ベルギーで先ごろ発足した新政権が自動車買い替え奨励制度(スクラップインセンティブ)を12月いっぱいで打ち切ることを決定したことを受け、同国の自動車業界が危機感を強めている。
\ベルギー自動車工業会(FEBIAC)のケーセマンス広報部長は11日発行の『オートモーティブ・ニューズ・ヨーロッパ』紙に掲載されたインタビュー記事の中で、スクラップインセンティブの終了は、欧州債務危機による景気後退懸念で低迷している新車販売に追い討ちをかけるものだと指摘。「インセンティブの打ち切りを前に消費者の駆け込み需要が今月に入って急増しており、今年の新車販売は大きく伸びるだろう。しかし来年はその反動で大きな落ち込みが予想される」と述べた。

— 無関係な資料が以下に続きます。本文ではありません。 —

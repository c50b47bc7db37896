//! Backend endpoint addresses
use serde::{Deserialize, Serialize};
use std::fmt;

#[derive(Clone, Debug, PartialEq, Eq, Hash, Serialize, Deserialize)]
pub struct Endpoint {
    pub host: String,
    pub port: u16,
}

impl Endpoint {
    pub fn new(host: impl Into<String>, port: u16) -> Self {
        Self {
            host: host.into(),
            port,
        }
    }

    /// Parse `host:port` or `[v6addr]:port`. When `default_port` is set the
    /// port may be omitted.
    pub fn parse(addr: &str, default_port: Option<u16>) -> Option<Self> {
        let addr = addr.trim();
        if addr.is_empty() {
            return None;
        }

        if let Some(rest) = addr.strip_prefix('[') {
            let close = rest.find(']')?;
            let host = &rest[..close];
            let port = match &rest[close + 1..] {
                "" => default_port?,
                tail => tail.strip_prefix(':')?.parse().ok()?,
            };
            return Some(Self::new(host, port));
        }

        match addr.rsplit_once(':') {
            Some((host, port)) if !host.is_empty() && !host.contains(':') => {
                Some(Self::new(host, port.parse().ok()?))
            }
            Some(_) => None,
            None => Some(Self::new(addr, default_port?)),
        }
    }
}

impl fmt::Display for Endpoint {
    fn fmt(&self, f: &mut fmt::Formatter<'_>) -> fmt::Result {
        if self.host.contains(':') {
            write!(f, "[{}]:{}", self.host, self.port)
        } else {
            write!(f, "{}:{}", self.host, self.port)
        }
    }
}

#[cfg(test)]
mod tests {
    use super::*;

    #[test]
    fn test_parse_host_port() {
        let endpoint = Endpoint::parse("127.0.0.1:8000", None).unwrap();
        assert_eq!(endpoint, Endpoint::new("127.0.0.1", 8000));
        assert_eq!(endpoint.to_string(), "127.0.0.1:8000");
    }

    #[test]
    fn test_parse_default_port() {
        assert_eq!(
            Endpoint::parse("example.com", Some(80)),
            Some(Endpoint::new("example.com", 80))
        );
        assert_eq!(Endpoint::parse("example.com", None), None);
    }

    #[test]
    fn test_parse_ipv6() {
        let endpoint = Endpoint::parse("[::1]:9000", None).unwrap();
        assert_eq!(endpoint.host, "::1");
        assert_eq!(endpoint.to_string(), "[::1]:9000");
    }

    #[test]
    fn test_parse_invalid() {
        assert_eq!(Endpoint::parse("", Some(80)), None);
        assert_eq!(Endpoint::parse("host:notaport", None), None);
        assert_eq!(Endpoint::parse(":8080", None), None);
        assert_eq!(Endpoint::parse("host:99999", None), None);
    }
}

\ベルギー政府が2007年に導入したスクラップインセンティブは、二酸化炭素(CO2)排出量が走行距離1キロメートルあたり105グラム以下の新車に買い換える場合に、価格の15%(上限4,680ユーロ)を、CO2排出量が106~115グラムの新車については価格の3%(上限870ユーロ)をそれぞれ補助するという内容。同制度の導入以降、新車販売は08年が53万5,947台、09年が52万4,795台、10年が54万7,347台、今年1~11月が52万3,448台と安定した水準で推移してきた。ただ、同制度に計上された予算は09年の6,600万ユーロから今年は2億2,000万ユーロに膨らんでおり、財政再建を進めるディルポ新政権は打ち切りを決定した。